DATASET RECORDS:
//! Mapping from [`FurtherError`] to HTTP responses.

use axum::Json;
use axum::http::StatusCode;
use axum::response::{IntoResponse, Response};
use serde_json::json;
use tracing::{error, warn};

use further_shared::{FurtherError, ProcessingKind};

/// Handler error: a [`FurtherError`] rendered as `{"detail": ...}`.
#[derive(Debug)]
pub struct ApiError(pub FurtherError);

impl From<FurtherError> for ApiError {
    fn from(err: FurtherError) -> Self {
        Self(err)
    }
}

pub type ApiResult<T> = std::result::Result<T, ApiError>;

/// Status code for an error.
pub fn status_for(err: &FurtherError) -> StatusCode {
    match err {
        FurtherError::Validation { .. } => StatusCode::UNPROCESSABLE_ENTITY,
        FurtherError::Forbidden { .. } => StatusCode::FORBIDDEN,
        FurtherError::NotFound { .. } => StatusCode::NOT_FOUND,
        FurtherError::Unsupported { .. } => StatusCode::UNSUPPORTED_MEDIA_TYPE,
        FurtherError::Processing {
            kind: ProcessingKind::ChapterNotFound,
            ..
        } => StatusCode::NOT_FOUND,
        FurtherError::Processing { .. } => StatusCode::UNPROCESSABLE_ENTITY,
        FurtherError::Network(_) | FurtherError::HttpStatus { .. } => StatusCode::BAD_GATEWAY,
        _ => StatusCode::INTERNAL_SERVER_ERROR,
    }
}

impl IntoResponse for ApiError {
    fn into_response(self) -> Response {
        let status = status_for(&self.0);
        if status.is_server_error() {
            error!(status = status.as_u16(), error = %self.0, "request failed");
        } else {
            warn!(status = status.as_u16(), error = %self.0, "request rejected");
        }
        (status, Json(json!({ "detail": self.0.to_string() }))).into_response()
    }
}

#[cfg(test)]
mod tests {
    use std::path::PathBuf;

    use super::*;

    #[test]
    fn maps_every_class() {
        let cases = [
            (FurtherError::validation("bad"), 422),
            (FurtherError::Forbidden { path: PathBuf::from("/x") }, 403),
            (FurtherError::not_found("gone"), 404),
            (FurtherError::unsupported("txt"), 415),
            (
                FurtherError::processing(ProcessingKind::ChapterNotFound, "no", "/a.epub", "chapter_lookup"),
                404,
            ),
            (
                FurtherError::processing(ProcessingKind::PageOutOfRange, "no", "/a.pdf", "page_text"),
                422,
            ),
            (FurtherError::Network("down".into()), 502),
            (FurtherError::HttpStatus { url: "u".into(), status: 503 }, 502),
            (FurtherError::parse("junk"), 500),
            (FurtherError::config("bad"), 500),
        ];
        for (err, code) in cases {
            assert_eq!(status_for(&err).as_u16(), code, "{err}");
        }
    }
}
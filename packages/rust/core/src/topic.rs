//! Topic pipeline types: requests, results, events, and the helpers that
//! turn a discovery batch into a download list.

use std::ops::RangeInclusive;

use serde::{Deserialize, Serialize};

use further_shared::{BookFormatLink, FurtherError, Result, Source};

use crate::parse::ParsedBook;

/// Accepted `limit` (catalog results per source).
pub const LIMIT_RANGE: RangeInclusive<usize> = 1..=50;
/// Accepted `download_limit`.
pub const DOWNLOAD_LIMIT_RANGE: RangeInclusive<usize> = 1..=100;
/// Accepted page and chapter budgets.
pub const BUDGET_RANGE: RangeInclusive<usize> = 1..=12;
/// Shortest accepted topic query, in characters.
pub const MIN_QUERY_CHARS: usize = 2;

/// Link formats tried in order when picking what to download.
const FORMAT_PREFERENCE: [&str; 5] = [
    "pdf",
    "application/pdf",
    "epub",
    "application/epub+zip",
    "text/plain",
];

fn default_limit() -> usize {
    30
}

fn default_download_limit() -> usize {
    30
}

fn default_budget() -> usize {
    3
}

/// Discover, download, and summarize books about a topic.
#[derive(Debug, Clone, Serialize, Deserialize)]
pub struct TopicRequest {
    pub query: String,
    /// Catalog tags; absent or empty means every catalog.
    #[serde(default)]
    pub sources: Option<Vec<String>>,
    #[serde(default = "default_limit")]
    pub limit: usize,
    #[serde(default = "default_download_limit")]
    pub download_limit: usize,
    #[serde(default = "default_budget")]
    pub limit_pages: usize,
    #[serde(default = "default_budget")]
    pub limit_chapters: usize,
}

impl TopicRequest {
    pub fn new(query: impl Into<String>) -> Self {
        Self {
            query: query.into(),
            sources: None,
            limit: default_limit(),
            download_limit: default_download_limit(),
            limit_pages: default_budget(),
            limit_chapters: default_budget(),
        }
    }

    pub fn source_tags(&self) -> &[String] {
        self.sources.as_deref().unwrap_or_default()
    }

    /// Check every bound. `query` is expected to be normalized already.
    pub fn validate(&self, query: &str) -> Result<()> {
        if query.chars().count() < MIN_QUERY_CHARS {
            return Err(FurtherError::validation(format!(
                "query must be at least {MIN_QUERY_CHARS} characters"
            )));
        }
        check_range("limit", self.limit, &LIMIT_RANGE)?;
        check_range("download_limit", self.download_limit, &DOWNLOAD_LIMIT_RANGE)?;
        check_budget(self.limit_pages, self.limit_chapters)
    }
}

/// One successfully downloaded and parsed book.
#[derive(Debug, Clone, PartialEq, Eq, Serialize, Deserialize)]
pub struct DownloadedBook {
    pub title: Option<String>,
    pub authors: Vec<String>,
    pub source: Source,
    pub source_id: Option<String>,
    pub url: String,
    #[serde(flatten)]
    pub parsed: ParsedBook,
}

/// Everything a topic run downloaded.
#[derive(Debug, Clone, Serialize, Deserialize)]
pub struct TopicResult {
    /// The normalized query.
    pub query: String,
    pub downloads: Vec<DownloadedBook>,
}

/// Incremental topic pipeline events.
#[derive(Debug, Clone, Serialize)]
#[serde(untagged)]
pub enum TopicEvent {
    Start {
        query: String,
        limit: usize,
        download_limit: usize,
    },
    Book {
        /// 1-based position among successful downloads.
        index: usize,
        #[serde(flatten)]
        book: DownloadedBook,
    },
    Complete {
        query: String,
        count: usize,
    },
}

impl TopicEvent {
    /// SSE event name.
    pub fn name(&self) -> &'static str {
        match self {
            Self::Start { .. } => "start",
            Self::Book { .. } => "book",
            Self::Complete { .. } => "complete",
        }
    }
}

/// Observer for a running topic pipeline.
pub trait TopicProgress: Send + Sync {
    fn event(&self, event: &TopicEvent);
}

/// Ignores every event.
pub struct SilentProgress;

impl TopicProgress for SilentProgress {
    fn event(&self, _event: &TopicEvent) {}
}

/// `+` becomes a space, whitespace runs collapse, ends are trimmed.
pub fn normalize_query_text(query: &str) -> String {
    query
        .replace('+', " ")
        .split_whitespace()
        .collect::<Vec<_>>()
        .join(" ")
}

/// Pick the link to download by format preference.
///
/// Formats match by substring of the lowercased link format. Without any
/// preferred format the first link is used. Links with an empty URL are
/// never picked.
pub fn pick_download_url(links: &[BookFormatLink]) -> Option<&str> {
    FORMAT_PREFERENCE
        .iter()
        .find_map(|pref| {
            links
                .iter()
                .find(|l| !l.url.is_empty() && l.format.to_lowercase().contains(pref))
        })
        .or_else(|| links.first())
        .map(|l| l.url.as_str())
        .filter(|url| !url.is_empty())
}

/// Validation error unless `value` lies in `range`.
pub fn check_range(name: &str, value: usize, range: &RangeInclusive<usize>) -> Result<()> {
    if range.contains(&value) {
        Ok(())
    } else {
        Err(FurtherError::validation(format!(
            "{name} must be between {} and {}",
            range.start(),
            range.end()
        )))
    }
}

/// Page and chapter budgets shared by fetch-parse and topic runs.
pub fn check_budget(limit_pages: usize, limit_chapters: usize) -> Result<()> {
    check_range("limit_pages", limit_pages, &BUDGET_RANGE)?;
    check_range("limit_chapters", limit_chapters, &BUDGET_RANGE)
}
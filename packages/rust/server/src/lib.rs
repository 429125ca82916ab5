//! HTTP and MCP front ends for Further.
//!
//! Both surfaces share one [`AppState`]: the discovery/download
//! [`Pipeline`], the sandboxed local [`Library`], and the Open Library
//! author client.

pub mod error;
pub mod mcp;
mod params;
pub mod routes;

use std::sync::Arc;

use axum::Router;
use axum::http::Method;
use axum::routing::{get, post};
use tower_http::cors::{Any, CorsLayer};
use tower_http::trace::TraceLayer;
use tracing::info;

use further_core::{Library, Pipeline};
use further_discovery::{OpenLibraryClient, build_client};
use further_shared::{AppConfig, FurtherError, Result};

pub use error::{ApiError, ApiResult, status_for};
pub use mcp::McpServer;

/// Shared state behind every handler and tool.
#[derive(Clone)]
pub struct AppState {
    pub pipeline: Arc<Pipeline>,
    pub library: Library,
    pub openlibrary: OpenLibraryClient,
}

impl AppState {
    pub fn new(pipeline: Pipeline, library: Library, openlibrary: OpenLibraryClient) -> Self {
        Self {
            pipeline: Arc::new(pipeline),
            library,
            openlibrary,
        }
    }

    /// Wire everything from configuration and make sure the library root exists.
    pub fn from_config(config: &AppConfig) -> Result<Self> {
        let library = Library::new(&config.library.root);
        library.ensure_root()?;
        let openlibrary = OpenLibraryClient::new(
            build_client(config.catalogs.timeout_secs)?,
            &config.catalogs.openlibrary_base_url,
        );
        Ok(Self::new(Pipeline::from_config(config)?, library, openlibrary))
    }
}

/// Run a synchronous library call on the blocking pool.
pub(crate) async fn run_blocking<T, F>(f: F) -> Result<T>
where
    T: Send + 'static,
    F: FnOnce() -> Result<T> + Send + 'static,
{
    tokio::task::spawn_blocking(f)
        .await
        .map_err(|e| FurtherError::Conversion(format!("blocking task failed: {e}")))?
}

/// The HTTP API with CORS (any origin, GET/POST) and request tracing.
pub fn router(state: AppState) -> Router {
    let cors = CorsLayer::new()
        .allow_origin(Any)
        .allow_methods([Method::GET, Method::POST])
        .allow_headers(Any);

    Router::new()
        .route("/health", get(routes::health))
        .route("/search", get(routes::search_books))
        .route("/search_author", get(routes::search_author))
        .route("/ebooks/list", get(routes::list_ebooks))
        .route("/ebooks/metadata", get(routes::ebook_metadata))
        .route("/ebooks/toc", get(routes::ebook_toc))
        .route("/ebooks/epub/chapter-markdown", get(routes::epub_chapter_markdown))
        .route("/ebooks/pdf/chapter-text", get(routes::pdf_chapter_text))
        .route("/discovery/search", get(routes::discovery_search))
        .route("/discovery/gutendex", get(routes::discovery_gutendex))
        .route("/discovery/openlibrary", get(routes::discovery_openlibrary))
        .route("/discovery/standard-ebooks", get(routes::discovery_standard_ebooks))
        .route("/pipeline/fetch-parse", post(routes::fetch_parse))
        .route("/pipeline/topic", post(routes::topic))
        .route("/pipeline/topic/sse", get(routes::topic_sse))
        .layer(cors)
        .layer(TraceLayer::new_for_http())
        .with_state(state)
}

/// Bind `host:port` from the config and serve until the process exits.
pub async fn serve(config: &AppConfig) -> Result<()> {
    let state = AppState::from_config(config)?;
    let addr = format!("{}:{}", config.server.host, config.server.port);
    let listener = tokio::net::TcpListener::bind(&addr)
        .await
        .map_err(|e| FurtherError::config(format!("cannot bind {addr}: {e}")))?;

    info!(%addr, root = %config.library.root.display(), "HTTP server listening");
    axum::serve(listener, router(state))
        .await
        .map_err(|e| FurtherError::Network(format!("server error: {e}")))
}

/// Serve MCP over stdin/stdout.
pub async fn serve_mcp(config: &AppConfig) -> Result<()> {
    McpServer::new(AppState::from_config(config)?)
        .run_stdio()
        .await
}
//! Catalog domain types shared by discovery, the pipeline, and the transports.

use std::fmt;
use std::str::FromStr;

use chrono::{SecondsFormat, Utc};
use serde::{Deserialize, Serialize};

/// Current UTC time as an RFC 3339 string (capture time for responses).
pub fn utc_timestamp() -> String {
    Utc::now().to_rfc3339_opts(SecondsFormat::Micros, true)
}

// ---------------------------------------------------------------------------
// Source
// ---------------------------------------------------------------------------

/// The closed set of catalogs Further knows how to query.
#[derive(Debug, Clone, Copy, PartialEq, Eq, Hash, Serialize, Deserialize)]
pub enum Source {
    #[serde(rename = "gutendex")]
    Gutendex,
    #[serde(rename = "openlibrary")]
    OpenLibrary,
    #[serde(rename = "standard-ebooks")]
    StandardEbooks,
}

impl Source {
    /// Every catalog, in the default fan-out order.
    pub const ALL: [Source; 3] = [Source::Gutendex, Source::OpenLibrary, Source::StandardEbooks];

    /// The wire tag used in responses (`source` field).
    pub fn as_str(&self) -> &'static str {
        match self {
            Self::Gutendex => "gutendex",
            Self::OpenLibrary => "openlibrary",
            Self::StandardEbooks => "standard-ebooks",
        }
    }
}

impl fmt::Display for Source {
    fn fmt(&self, f: &mut fmt::Formatter<'_>) -> fmt::Result {
        f.write_str(self.as_str())
    }
}

impl FromStr for Source {
    type Err = String;

    /// Accepts the wire tags plus the `standard` shorthand, case-insensitively.
    fn from_str(s: &str) -> std::result::Result<Self, Self::Err> {
        match s.trim().to_lowercase().as_str() {
            "gutendex" => Ok(Self::Gutendex),
            "openlibrary" => Ok(Self::OpenLibrary),
            "standard" | "standard-ebooks" => Ok(Self::StandardEbooks),
            other => Err(format!("unknown discovery source '{other}'")),
        }
    }
}

// ---------------------------------------------------------------------------
// Discovery records
// ---------------------------------------------------------------------------

/// A downloadable rendition of a book.
#[derive(Debug, Clone, PartialEq, Serialize, Deserialize)]
pub struct BookFormatLink {
    /// MIME type or short format tag (`pdf`, `epub`) or a link relation.
    pub format: String,
    /// Absolute download URL.
    pub url: String,
    #[serde(default)]
    pub label: Option<String>,
}

impl BookFormatLink {
    pub fn new(format: impl Into<String>, url: impl Into<String>) -> Self {
        Self {
            format: format.into(),
            url: url.into(),
            label: None,
        }
    }
}

/// A catalog record normalized across every source.
#[derive(Debug, Clone, Serialize, Deserialize)]
pub struct DiscoveryBook {
    #[serde(default)]
    pub title: Option<String>,
    #[serde(default)]
    pub authors: Vec<String>,
    #[serde(default)]
    pub year: Option<i32>,
    /// Catalog the record came from. Always set.
    pub source: Source,
    /// Catalog-specific identifier.
    #[serde(default)]
    pub source_id: Option<String>,
    #[serde(default)]
    pub description: Option<String>,
    #[serde(default)]
    pub download_links: Vec<BookFormatLink>,
    /// Free-form side metadata (subjects, publishers, ...).
    #[serde(default)]
    pub extra: Option<serde_json::Map<String, serde_json::Value>>,
}

impl DiscoveryBook {
    /// An empty record for `source`; every other field starts absent.
    pub fn new(source: Source) -> Self {
        Self {
            title: None,
            authors: Vec::new(),
            year: None,
            source,
            source_id: None,
            description: None,
            download_links: Vec::new(),
            extra: None,
        }
    }
}

/// One catalog's answer to a query.
#[derive(Debug, Clone, Serialize, Deserialize)]
pub struct DiscoveryResponse {
    pub source: Source,
    pub query: String,
    /// Catalog-reported total; may exceed `books.len()`.
    #[serde(default)]
    pub total_results: Option<u64>,
    #[serde(default)]
    pub books: Vec<DiscoveryBook>,
    /// When Further captured the response.
    pub timestamp: String,
}

impl DiscoveryResponse {
    pub fn new(source: Source, query: impl Into<String>, books: Vec<DiscoveryBook>) -> Self {
        Self {
            source,
            query: query.into(),
            total_results: None,
            books,
            timestamp: utc_timestamp(),
        }
    }

    pub fn with_total(mut self, total: Option<u64>) -> Self {
        self.total_results = total;
        self
    }
}

/// Aggregated answer from several catalogs.
#[derive(Debug, Clone, Serialize, Deserialize)]
pub struct DiscoveryBatch {
    pub query: String,
    /// One entry per catalog that answered; failed catalogs are absent.
    pub responses: Vec<DiscoveryResponse>,
    pub timestamp: String,
}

ASSIGNMENT: From the data above, copy each line that has the string "extra".

ANSWER FOR THIS EXERCISE:
    pub extra: Option<serde_json::Map<String, serde_json::Value>>,
            extra: None,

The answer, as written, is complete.